==== Material provided
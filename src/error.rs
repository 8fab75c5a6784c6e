//! Error types for configuration boundaries
//!
//! Pagination and sheet layout never fail; degenerate inputs degrade to
//! zero-sized grids or overflowing pages instead. Errors only surface where
//! outside input is parsed or validated.

use thiserror::Error;

/// Unified error type for the crate's fallible entry points
#[derive(Debug, Error)]
pub enum CardPagerError {
    /// A card or paper edge was zero, negative, or not a finite number.
    #[error("invalid {name}: {value} (must be a finite, positive length)")]
    InvalidDimension { name: &'static str, value: f64 },

    /// Paper name not present in the catalogue.
    #[error("unknown paper type '{0}' (expected one of: a3, a4, a5, letter, legal, tabloid)")]
    UnknownPaper(String),

    /// Orientation other than portrait or landscape.
    #[error("unknown orientation '{0}' (expected 'portrait' or 'landscape')")]
    UnknownOrientation(String),

    /// Card size given in an unreadable `WxH` form.
    #[error("invalid card size '{0}' (expected WIDTHxHEIGHT, e.g. 2.5x3.5)")]
    InvalidCardSize(String),

    /// Configuration or resource JSON failed to parse.
    #[error("failed to parse configuration: {0}")]
    Config(#[from] serde_json::Error),

    #[error(transparent)]
    Io(#[from] std::io::Error),
}

pub type Result<T> = std::result::Result<T, CardPagerError>;
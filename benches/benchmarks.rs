//! Benchmarks for pagination and sheet layout

use card_pager::print::crop_marks;
use card_pager::{
    CardDimensions, ContentBox, FontMetrics, Orientation, PageCount, PageCountAggregator,
    PaginationConfig, Paginator, PaperSpec, PaperType, PrintLayout, ResourceId, ResourceText,
    TextBoxMeasurer,
};
use criterion::{black_box, criterion_group, criterion_main, Criterion};

fn measurer() -> TextBoxMeasurer {
    TextBoxMeasurer::new(
        ContentBox::for_card(&CardDimensions::default(), 0.125),
        FontMetrics::monospace(9.0),
    )
}

fn long_text(paragraphs: usize) -> ResourceText {
    ResourceText::from_paragraphs((0..paragraphs).map(|i| {
        format!(
            "Paragraph {} describes a spell with enough rules text to wrap across several lines of a card. ",
            i
        )
    }))
}

fn bench_paginate_short(c: &mut Criterion) {
    c.bench_function("paginate_short_card", |b| {
        let mut port = measurer();
        let config = PaginationConfig::default();
        b.iter(|| {
            let text = ResourceText::from_raw("Fireball\nA bright streak flashes from your finger.");
            let mut paginator = Paginator::new(text, &config, &mut |_: PageCount| {});
            black_box(paginator.run_to_completion(&mut port, &mut |_: PageCount| {}));
        });
    });
}

fn bench_paginate_long(c: &mut Criterion) {
    c.bench_function("paginate_long_card", |b| {
        let mut port = measurer();
        let config = PaginationConfig::default();
        let text = long_text(40);
        b.iter(|| {
            let mut paginator = Paginator::new(text.clone(), &config, &mut |_: PageCount| {});
            black_box(paginator.run_to_completion(&mut port, &mut |_: PageCount| {}));
        });
    });
}

fn bench_layout_compute(c: &mut Criterion) {
    c.bench_function("layout_compute_all_papers", |b| {
        b.iter(|| {
            for paper in PaperType::ALL {
                for orientation in [Orientation::Portrait, Orientation::Landscape] {
                    let layout = PrintLayout::compute(
                        black_box(PaperSpec::new(paper, orientation)),
                        CardDimensions::default(),
                    );
                    black_box(crop_marks(&layout, 0.125));
                }
            }
        });
    });
}

fn bench_aggregate_sheets(c: &mut Criterion) {
    c.bench_function("aggregate_sheets_500_resources", |b| {
        let layout = PrintLayout::compute(PaperSpec::default(), CardDimensions::default());
        let mut aggregator = PageCountAggregator::new(layout);
        for id in 0..500u64 {
            aggregator.report(ResourceId(id), PageCount::Known((id % 4 + 1) as usize));
        }
        b.iter(|| {
            black_box(aggregator.total_sheets());
            black_box(aggregator.sheets());
        });
    });
}

criterion_group!(
    benches,
    bench_paginate_short,
    bench_paginate_long,
    bench_layout_compute,
    bench_aggregate_sheets,
);

criterion_main!(benches);
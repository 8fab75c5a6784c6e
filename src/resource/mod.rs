//! Resource text model: the paragraphs a card has to show

use serde::{Deserialize, Serialize};
use unicode_segmentation::UnicodeSegmentation;

/// Stable identifier for a resource (item, spell, equipment entry)
#[derive(
    Debug, Clone, Copy, PartialEq, Eq, PartialOrd, Ord, Hash, Default, Serialize, Deserialize,
)]
pub struct ResourceId(pub u64);

impl std::fmt::Display for ResourceId {
    fn fmt(&self, f: &mut std::fmt::Formatter<'_>) -> std::fmt::Result {
        write!(f, "#{}", self.0)
    }
}

/// Ordered paragraphs belonging to one resource.
///
/// Immutable for the duration of a pagination run; a different value
/// fully resets the paginator that consumes it.
#[derive(Debug, Clone, PartialEq, Eq, Default, Serialize, Deserialize)]
pub struct ResourceText {
    paragraphs: Vec<String>,
}

impl ResourceText {
    /// Create from raw text, one paragraph per line
    pub fn from_raw(text: &str) -> Self {
        Self {
            paragraphs: text.split('\n').map(str::to_string).collect(),
        }
    }

    /// Create from already separated paragraphs
    pub fn from_paragraphs<I, S>(paragraphs: I) -> Self
    where
        I: IntoIterator<Item = S>,
        S: Into<String>,
    {
        Self {
            paragraphs: paragraphs.into_iter().map(Into::into).collect(),
        }
    }

    pub fn paragraphs(&self) -> &[String] {
        &self.paragraphs
    }

    /// The text the paginator flows, paragraphs joined by line breaks
    pub fn full_text(&self) -> String {
        self.paragraphs.join("\n")
    }

    /// Length in grapheme clusters, including paragraph breaks
    pub fn len(&self) -> usize {
        let breaks = self.paragraphs.len().saturating_sub(1);
        self.paragraphs
            .iter()
            .map(|p| p.graphemes(true).count())
            .sum::<usize>()
            + breaks
    }

    pub fn is_empty(&self) -> bool {
        self.paragraphs.iter().all(String::is_empty)
    }
}

impl From<&str> for ResourceText {
    fn from(text: &str) -> Self {
        Self::from_raw(text)
    }
}

#[cfg(test)]
mod tests {
    use super::*;

    #[test]
    fn test_from_raw_round_trips() {
        let text = ResourceText::from_raw("Flame Tongue\n\nWhile ablaze, deals 2d6 fire.");
        assert_eq!(text.paragraphs().len(), 3);
        assert_eq!(text.full_text(), "Flame Tongue\n\nWhile ablaze, deals 2d6 fire.");
    }

    #[test]
    fn test_len_counts_graphemes_and_breaks() {
        let text = ResourceText::from_paragraphs(["ab", "e\u{301}"]);
        // "ab" + "\n" + one grapheme
        assert_eq!(text.len(), 4);
    }

    #[test]
    fn test_empty() {
        assert!(ResourceText::from_raw("").is_empty());
        assert!(ResourceText::from_raw("\n").is_empty());
        assert!(!ResourceText::from_raw("x").is_empty());
    }
}
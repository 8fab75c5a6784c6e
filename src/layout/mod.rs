//! Native text measurement for card content boxes

pub mod font;
mod line_break;
mod measurer;

pub use font::FontMetrics;
pub use line_break::{LineBreaker, LineSpan};
pub use measurer::{ContentBox, TextBoxMeasurer, POINTS_PER_INCH};
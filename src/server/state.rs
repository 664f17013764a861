use std::sync::Arc;
use std::time::Instant;

use crate::broadcast::Broadcaster;
use crate::config::Settings;
use crate::connection_manager::{ConnectionLimits, ConnectionRegistry};
use crate::items::{create_item_repository, ItemService};
use crate::postgres::PostgresPool;

#[derive(Clone)]
pub struct AppState {
    pub settings: Arc<Settings>,
    pub registry: Arc<ConnectionRegistry>,
    pub broadcaster: Arc<Broadcaster>,
    pub items: ItemService,
    pub start_time: Instant,
    pub postgres_pool: Option<PostgresPool>,
}

impl AppState {
    /// Build state with the storage backend chosen by `settings.database`
    pub fn new(settings: Settings, postgres_pool: Option<PostgresPool>) -> Self {
        let repository = create_item_repository(&settings.database, postgres_pool.as_ref());
        let registry = Arc::new(ConnectionRegistry::with_limits(ConnectionLimits::from(
            &settings.websocket,
        )));
        let broadcaster = Arc::new(Broadcaster::new(registry.clone()));

        Self {
            settings: Arc::new(settings),
            registry,
            broadcaster,
            items: ItemService::new(repository),
            start_time: Instant::now(),
            postgres_pool,
        }
    }
}
//! API layer - HTTP endpoint handlers organized by domain.

mod chat;
mod health;
mod items;
mod metrics;
mod routes;

pub use chat::chat_stats;
pub use health::{health, root};
pub use items::{create_item, delete_item, get_item, list_items, update_item, ListQuery};
pub use metrics::prometheus_metrics;
pub use routes::api_routes;
//! Connection statistics

use serde::Serialize;

/// Connection statistics
#[derive(Debug, Clone, Serialize)]
pub struct ConnectionStats {
    pub total_connections: usize,
    /// Distinct client identifiers among live connections
    pub unique_clients: usize,
    pub max_connections: usize,
}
========
Lines that contain "CardDimensions" are the result; find them in the entries above and copy each one.

    CardDimensions, ContentBox, FontMetrics, Orientation, PageCount, PageCountAggregator,
        ContentBox::for_card(&CardDimensions::default(), 0.125),
                        CardDimensions::default(),
        let layout = PrintLayout::compute(PaperSpec::default(), CardDimensions::default());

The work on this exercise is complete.